65 pointsby ibobev2 days ago6 comments
  • E-Reverance2 days ago
    See comments as to why this is misleading https://www.reddit.com/r/GraphicsProgramming/comments/1ljmf0...
  • esperenta day ago
    I think the title of this should be changed, at the moment it's click bait. It should be something like:

    CUDA Ray Tracing 2x Faster Than RTX when Rendering Spheres

    As far as I can see, this renderer can't do anything else except spheres (and maybe planes).

    It's no bad achievement to beat a general purpose production renderer at one specific thing, but a renderer that can only do spheres is just a hyper-optimized toy, and here it's being presented as far more than that.

  • sheepscreek2 days ago
    I’m guessing it’s because they’re using all the computing power the GPU has to offer in CUDA mode, as opposed to sharing the GPU with other functions (when in RTX).
    • atq2119a day ago
      More likely it's because the scene they're using is completely unrepresentative of what people are interested in: almost no triangles, primarily procedural nodes (for spheres), and in general a fairly simple scene.
    • Yup this is an "assume spherical cow" situation where it's not dishonest, but you can't draw any real world conclusions from the experiment unless you happen to be working in a very restricted space.
      • ChocolateGoda day ago
        Wouldn't you need to in a real world scenario make the CUDA cores aware of the game geometry adding more work on the CPU?
        • touisteur20 hours ago
          Ideally you don't make the cuda cores aware but rather the ray-tracing circuitry. RT cores are designed to perform ray-triangle intersections in a BVH. You get the teraflops and memory bandwidth (or more of it) if you fit the RT-core computing model.

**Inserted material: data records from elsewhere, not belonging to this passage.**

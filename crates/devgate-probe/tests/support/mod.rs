// Local WebSocket and HTTP servers for probe tests

use std::convert::Infallible;
use std::net::SocketAddr;
use std::sync::{Arc, Mutex};

use futures_util::{SinkExt, StreamExt};
use http_body_util::{BodyExt, Full};
use hyper::body::{Bytes, Incoming};
use hyper::server::conn::http1;
use hyper::service::service_fn;
use hyper::{Method, Request, Response, StatusCode};
use hyper_util::rt::TokioIo;
use tokio::net::{TcpListener, TcpStream};
use tokio_tungstenite::tungstenite::handshake::server::{
    ErrorResponse, Request as HandshakeRequest, Response as HandshakeResponse,
};
use tokio_tungstenite::tungstenite::protocol::frame::coding::CloseCode;
use tokio_tungstenite::tungstenite::protocol::CloseFrame;
use tokio_tungstenite::tungstenite::Message;
use tokio_tungstenite::WebSocketStream;

pub const TEST_EMAIL: &str = "admin@example.com";
pub const TEST_PASSWORD: &str = "secret";
pub const TEST_ACCESS_TOKEN: &str = "eyJhbGciOiJIUzI1NiJ9.eyJ1c2VyX2lkIjoxfQ.c2ln";

/// What the WebSocket server does with each accepted connection
#[derive(Debug, Clone)]
pub enum Script {
    /// Send the messages, then close with the given code and reason
    SendThenClose(Vec<String>, u16, String),
    /// Reply to every received text message with `reply:<text>`, and send
    /// the extra messages once `expect` messages arrived
    Echo { expect: usize, extra: Vec<String> },
    /// Complete the handshake, then drop the TCP connection
    DropAfterOpen,
    /// Drop the TCP connection before the handshake
    RefuseHandshake,
}

pub struct WsServer {
    pub addr: SocketAddr,
    pub seen_uris: Arc<Mutex<Vec<String>>>,
}

impl WsServer {
    pub fn base_url(&self) -> String {
        format!("http://{}", self.addr)
    }

    pub fn ws_url(&self, path_and_query: &str) -> String {
        format!("ws://{}{}", self.addr, path_and_query)
    }

    pub fn uris(&self) -> Vec<String> {
        self.seen_uris.lock().unwrap().clone()
    }
}

pub async fn start_ws_server(script: Script) -> WsServer {
    let listener = TcpListener::bind("127.0.0.1:0").await.unwrap();
    let addr = listener.local_addr().unwrap();
    let seen_uris = Arc::new(Mutex::new(Vec::new()));
    let uris = seen_uris.clone();

    tokio::spawn(async move {
        while let Ok((stream, _)) = listener.accept().await {
            let script = script.clone();
            let uris = uris.clone();
            tokio::spawn(async move {
                handle_connection(stream, script, uris).await;
            });
        }
    });

    WsServer { addr, seen_uris }
}

async fn handle_connection(stream: TcpStream, script: Script, uris: Arc<Mutex<Vec<String>>>) {
    if matches!(script, Script::RefuseHandshake) {
        drop(stream);
        return;
    }

    let callback = |req: &HandshakeRequest,
                    resp: HandshakeResponse|
     -> Result<HandshakeResponse, ErrorResponse> {
        uris.lock().unwrap().push(req.uri().to_string());
        Ok(resp)
    };
    let Ok(mut ws) = tokio_tungstenite::accept_hdr_async(stream, callback).await else {
        return;
    };

    match script {
        Script::SendThenClose(messages, code, reason) => {
            for message in messages {
                ws.send(Message::Text(message)).await.unwrap();
            }
            ws.close(Some(CloseFrame {
                code: CloseCode::from(code),
                reason: reason.into(),
            }))
            .await
            .unwrap();
            drain(&mut ws).await;
        }
        Script::Echo { expect, extra } => {
            let mut seen = 0;
            while let Some(Ok(message)) = ws.next().await {
                if let Message::Text(text) = message {
                    ws.send(Message::Text(format!("reply:{}", text)))
                        .await
                        .unwrap();
                    seen += 1;
                    if seen == expect {
                        for message in &extra {
                            ws.send(Message::Text(message.clone())).await.unwrap();
                        }
                    }
                }
            }
        }
        Script::DropAfterOpen => {
            drop(ws);
        }
        Script::RefuseHandshake => {}
    }
}

async fn drain(ws: &mut WebSocketStream<TcpStream>) {
    while let Some(Ok(_)) = ws.next().await {}
}

/// Port with nothing listening on it
pub fn closed_port() -> u16 {
    let listener = std::net::TcpListener::bind("127.0.0.1:0").unwrap();
    listener.local_addr().unwrap().port()
}

async fn login_handler(req: Request<Incoming>) -> Result<Response<Full<Bytes>>, Infallible> {
    if req.method() != Method::POST || req.uri().path() != "/api/auth/login/" {
        return Ok(Response::builder()
            .status(StatusCode::NOT_FOUND)
            .body(Full::new(Bytes::from("Not Found")))
            .unwrap());
    }

    let body = req
        .into_body()
        .collect()
        .await
        .map(|collected| collected.to_bytes())
        .unwrap_or_default();
    let credentials: serde_json::Value = serde_json::from_slice(&body).unwrap_or_default();

    let (status, body) = if credentials["email"] == TEST_EMAIL
        && credentials["password"] == TEST_PASSWORD
    {
        (
            StatusCode::OK,
            serde_json::json!({"access": TEST_ACCESS_TOKEN, "refresh": "r"}).to_string(),
        )
    } else {
        (
            StatusCode::UNAUTHORIZED,
            serde_json::json!({"detail": "Invalid credentials"}).to_string(),
        )
    };

    Ok(Response::builder()
        .status(status)
        .header("Content-Type", "application/json")
        .body(Full::new(Bytes::from(body)))
        .unwrap())
}

/// Threat event request as the backend saw it
#[derive(Debug, Clone)]
pub struct RecordedEvent {
    pub authorization: Option<String>,
    pub body: serde_json::Value,
}

pub struct EventsServer {
    pub base_url: String,
    pub events: Arc<Mutex<Vec<RecordedEvent>>>,
}

impl EventsServer {
    pub fn recorded(&self) -> Vec<RecordedEvent> {
        self.events.lock().unwrap().clone()
    }
}

async fn events_handler(
    req: Request<Incoming>,
    events: Arc<Mutex<Vec<RecordedEvent>>>,
) -> Result<Response<Full<Bytes>>, Infallible> {
    if req.method() != Method::POST || req.uri().path() != "/api/threatmap/events/" {
        return Ok(Response::builder()
            .status(StatusCode::NOT_FOUND)
            .body(Full::new(Bytes::from("Not Found")))
            .unwrap());
    }

    let authorization = req
        .headers()
        .get("authorization")
        .and_then(|v| v.to_str().ok())
        .map(str::to_string);
    let body = req
        .into_body()
        .collect()
        .await
        .map(|collected| collected.to_bytes())
        .unwrap_or_default();
    let body: serde_json::Value = serde_json::from_slice(&body).unwrap_or_default();

    let id = {
        let mut events = events.lock().unwrap();
        events.push(RecordedEvent {
            authorization,
            body,
        });
        events.len()
    };

    Ok(Response::builder()
        .status(StatusCode::CREATED)
        .header("Content-Type", "application/json")
        .body(Full::new(Bytes::from(
            serde_json::json!({"id": id}).to_string(),
        )))
        .unwrap())
}

/// Backend exposing only the threat event endpoint
pub async fn start_events_server() -> EventsServer {
    let listener = TcpListener::bind("127.0.0.1:0").await.unwrap();
    let addr = listener.local_addr().unwrap();
    let events = Arc::new(Mutex::new(Vec::new()));
    let recorded = events.clone();

    tokio::spawn(async move {
        while let Ok((stream, _)) = listener.accept().await {
            let events = recorded.clone();
            tokio::spawn(async move {
                let service = service_fn(move |req| events_handler(req, events.clone()));
                let _ = http1::Builder::new()
                    .serve_connection(TokioIo::new(stream), service)
                    .await;
            });
        }
    });

    EventsServer {
        base_url: format!("http://{}", addr),
        events,
    }
}

/// Minimal backend exposing only the login endpoint
pub async fn start_login_server() -> String {
    let listener = TcpListener::bind("127.0.0.1:0").await.unwrap();
    let addr = listener.local_addr().unwrap();

    tokio::spawn(async move {
        while let Ok((stream, _)) = listener.accept().await {
            tokio::spawn(async move {
                let _ = http1::Builder::new()
                    .serve_connection(TokioIo::new(stream), service_fn(login_handler))
                    .await;
            });
        }
    });

    format!("http://{}", addr)
}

          And in most cases it's ok to spend time on one CPU function (creating and loading the BVH) against the hundred thousands of frames you'll be drawing on GPU.

        • colechristensen10 hours ago
          A whole lot of stuff is going on during gaming and graphics rendering with trick upon trick to squeeze out every last bit of performance. Unless you're an expert in a graphics rendering stack or a game engine it's hard to have these conversations in a meaningful way.
  • kachapopopowa day ago
    wow, bypassing a rendering backend makes things go faster, what a surprise!

    This only runs on nvidia, vulkan is designed to be cross-compatible with not only gpus, but operating systems as well. Vulkan is pretty direct compared to something like dx11 thought so I guess it is interesting to see performance improvement non the less.

  • kookamamiea day ago
    > __restrict__ Pointers

    Ahh, my favorite nitpick from C++ not having sane default aliasing rules spills to the CUDA-land.

    • pjmlp7 hours ago
      Is hard to have them, when one of the original goals was being mostly copy paste compatible with C89.
      • kookamamie6 hours ago
        Yes, though C has restrict in the language now, but C++ does not.
        • pjmlp6 hours ago
          Because no one has ever bothered to create a WG21 paper proposal to include it.
  • pixelpoeta day ago
    > FMA performance here is a non-issue, I'm not just flexing—I'm showing off my CUDA prowess. But hey, got to demonstrate I know my hardware!

    This article is pretty embarrassing, and as others have noted, very misleading due to the RTX units hardly being used.